The financial recovery for families is paramount. Since the beginning of the pandemic, the housing prices have been increasing at record rates. If the housing prices keep going up, it’s going to be difficult for the average person to find homes and afford them.
Housing prices in Spokane, Washington, are still going up. Even though the statistics are not as high as 2021, they are still at a dangerous (level) for those seeking a home. When the demand for housing is high and supplies are low, home prices often rise, which makes it hard for people to find and buy home.
For example, according to a Spokesman-Review report, “[the] housing prices were up to 23.3% last year.” Yes, costs have been skyrocketing. The inventory is very tight, and the country has not built enough houses. It’s affecting locals’ ability to purchase a home. Real estate agent Tim Todd stated that “the growth rate [in Spokane] is at 16.4%.”
Florida Atlantic University and Florida International University researchers recently released a list of the nation’s top 100 most overpriced housing markets. The report shows that “Spokane came in sixth place, with home prices more than 45% above the expected value based on historical pricing data.”

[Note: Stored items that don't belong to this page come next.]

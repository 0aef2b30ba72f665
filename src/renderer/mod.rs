//! Page rendering seam.
//!
//! The registry is a JavaScript application, so every page goes through a
//! renderer that returns settled markup. A renderer is a single stateful tab:
//! it is owned by exactly one component at a time and never shared between
//! workers.

mod config;

#[cfg(feature = "browser")]
mod browser;

pub use config::RendererConfig;

#[cfg(feature = "browser")]
pub use browser::{BrowserRenderer, BrowserRendererFactory};

use std::time::Duration;

use async_trait::async_trait;

use crate::error::{HarvestError, RenderError};

/// Snapshot of an element found by [`PageRenderer::wait_for_element`].
#[derive(Debug, Clone, Default, PartialEq, Eq)]
pub struct ElementSnapshot {
    pub text: String,
    pub outer_html: String,
}

/// A single rendering session (one logical browser tab).
#[async_trait]
pub trait PageRenderer: Send {
    /// Navigate to `url` and return the markup once the page has settled.
    async fn render(&mut self, url: &str) -> Result<String, RenderError>;

    /// Wait until an element matching `selector` is present.
    async fn wait_for_element(
        &mut self,
        selector: &str,
        timeout: Duration,
    ) -> Result<ElementSnapshot, RenderError>;

    /// Click the first element matching `selector`.
    async fn click(&mut self, selector: &str) -> Result<(), RenderError>;

    /// Markup of the current page as it is now.
    async fn current_markup(&mut self) -> Result<String, RenderError>;

    /// Release the session.
    async fn close(&mut self) {}
}

/// Creates independent renderer sessions, one per worker.
#[async_trait]
pub trait RendererFactory: Send + Sync {
    async fn create(&self, worker: usize) -> Result<Box<dyn PageRenderer>, HarvestError>;
}

// Stub for when browser feature is disabled
#[cfg(not(feature = "browser"))]
pub struct BrowserRendererFactory {
    config: RendererConfig,
}

#[cfg(not(feature = "browser"))]
impl BrowserRendererFactory {
    pub fn new(config: RendererConfig) -> Self {
        Self { config }
    }
}

#[cfg(not(feature = "browser"))]
#[async_trait]
impl RendererFactory for BrowserRendererFactory {
    async fn create(&self, _worker: usize) -> Result<Box<dyn PageRenderer>, HarvestError> {
        let _ = &self.config;
        Err(HarvestError::RendererSetup(
            "Browser support not compiled. Rebuild with: cargo build --features browser"
                .to_string(),
        ))
    }
}
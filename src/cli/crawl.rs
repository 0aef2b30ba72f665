//! Crawl command.

use std::path::Path;

use anyhow::Context;
use console::style;
use tokio::sync::mpsc;
use tracing::info;

use super::progress;
use super::renderer_factory;
use crate::config::HarvestConfig;
use crate::crawl::{stop_channel, CrawlEvent, CrawlReport, Crawler};

/// Run a full crawl, resuming from the output file if it exists.
pub async fn cmd_crawl(config: HarvestConfig, show_progress: bool) -> anyhow::Result<()> {
    let output = config.output.clone();
    let factory = renderer_factory(&config);

    let (stop_handle, stop_signal) = stop_channel();
    tokio::spawn(async move {
        if tokio::signal::ctrl_c().await.is_ok() {
            info!("Ctrl-C received, stopping after the current item");
            eprintln!(
                "{} Stopping; progress so far is saved",
                style("!").yellow()
            );
            stop_handle.stop();
        }
    });

    let (event_tx, event_rx) = mpsc::channel::<CrawlEvent>(100);
    let ui = tokio::spawn(progress::track(event_rx, show_progress));

    let crawler = Crawler::new(config, factory)
        .with_events(event_tx)
        .with_stop_signal(stop_signal);
    let result = crawler.run().await;
    // Closes the event channel so the UI task finishes
    drop(crawler);
    let _ = ui.await;

    let report = result.context("crawl could not start")?;
    print_report(&report, &output);
    Ok(())
}

fn print_report(report: &CrawlReport, output: &Path) {
    let headline = if report.cancelled {
        format!("{} Crawl stopped early", style("!").yellow())
    } else {
        format!("{} Crawl complete", style("✓").green())
    };
    println!("{}", headline);

    println!(
        "  Listed:     {} of {} advertised",
        report.listed, report.advertised_total
    );
    if let Some(end) = &report.listing_end {
        println!("  Listing:    {}", end);
    }
    println!(
        "  Skipped:    {} already persisted (resumed at #{})",
        report.skipped, report.resume_cursor
    );
    println!("  Attempted:  {}", report.attempted);
    println!("  Persisted:  {}", style(report.persisted).green());
    if report.already_persisted > 0 {
        println!("  Refetched:  {} already in output", report.already_persisted);
    }
    if report.duplicates > 0 {
        println!("  Duplicates: {} listed twice", report.duplicates);
    }
    if report.inconsistent > 0 {
        println!(
            "  {}  {} summary/detail id mismatches",
            style("!").yellow(),
            report.inconsistent
        );
    }
    if report.failed > 0 {
        println!(
            "  {}  {} failed; run again to retry them",
            style("✗").red(),
            report.failed
        );
        for failure in &report.failures {
            println!("     {} {}: {}", failure.id, failure.url, failure.reason);
        }
    }
    println!("  Output:     {}", output.display());
}
//! Single detail page command.

use std::path::Path;

use anyhow::Context;
use console::style;
use url::Url;

use super::renderer_factory;
use crate::config::HarvestConfig;
use crate::fetcher::{DetailFetcher, DetailOutcome};

/// Fetch one detail page and print the extracted record. The checkpoint is not touched.
pub async fn cmd_detail(
    config: &HarvestConfig,
    url: &str,
    output: Option<&Path>,
) -> anyhow::Result<()> {
    let page_url = Url::parse(url).with_context(|| format!("not an absolute URL: {}", url))?;
    let fetcher = DetailFetcher::new(
        page_url.clone(),
        config.selectors.clone(),
        config.timing.clone(),
    );

    let mut renderer = renderer_factory(config).create(0).await?;
    let outcome = fetcher
        .fetch_detail(renderer.as_mut(), page_url.as_str(), config.max_retries)
        .await;
    renderer.close().await;

    let detail = match outcome {
        DetailOutcome::Fetched(detail) => detail,
        DetailOutcome::Failed {
            url,
            last_error,
            attempts,
        } => {
            anyhow::bail!("failed to fetch {} after {} attempts: {}", url, attempts, last_error)
        }
    };

    let json = serde_json::to_string_pretty(&detail)?;
    match output {
        Some(path) => {
            std::fs::write(path, json)
                .with_context(|| format!("failed to write {}", path.display()))?;
            println!(
                "{} Saved {} to {}",
                style("✓").green(),
                detail.id,
                path.display()
            );
        }
        None => println!("{}", json),
    }
    Ok(())
}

In addition, The Spokesman-Review reported that, “Spokane has already decided to use more than 10% of its money to address the housing crisis.” Spokane County has also “set aside $4.5 million for affordable housing,” according to The Spokesman-Review report. Previous City Council President Ben Stuckart offers another solution: “build more housing downtown and have about 5,000 to 10,000 more people live downtown if apartments are built in the vacant parking lots.”
As much as I would love to see the housing prices go down, I see why investors, real estate agents, and residents want them to stay up. “The reason is because, if you bought a house for a certain amount of money and it goes up 10% each year you would have $20,000 in appreciation, so in a few years that number increases. If you have rentals and you bought the house years ago your payment would have stayed what you paid before. The rental price would go up about $400 per month making you around $3,600-6,000 a year in income,” expressed Todd.
In addition, real estate agent Todd identified the effects on a community when the market crashes like it did in 2008: “Everyday homeowners did not have enough equity to sell their house and break even, so they ended up renting them out. Then after a few years the rental market took off because nobody was buying or selling. So, then renters started making more money than normal, making people not wanting to sell their houses.”
Even though COVID-19 has made these past years difficult, especially on homebuyers, Spokane has learned some valuable lessons from it. I hope that what we have learned stabilizes future housing prices, allowing Spokane residents a place to call home.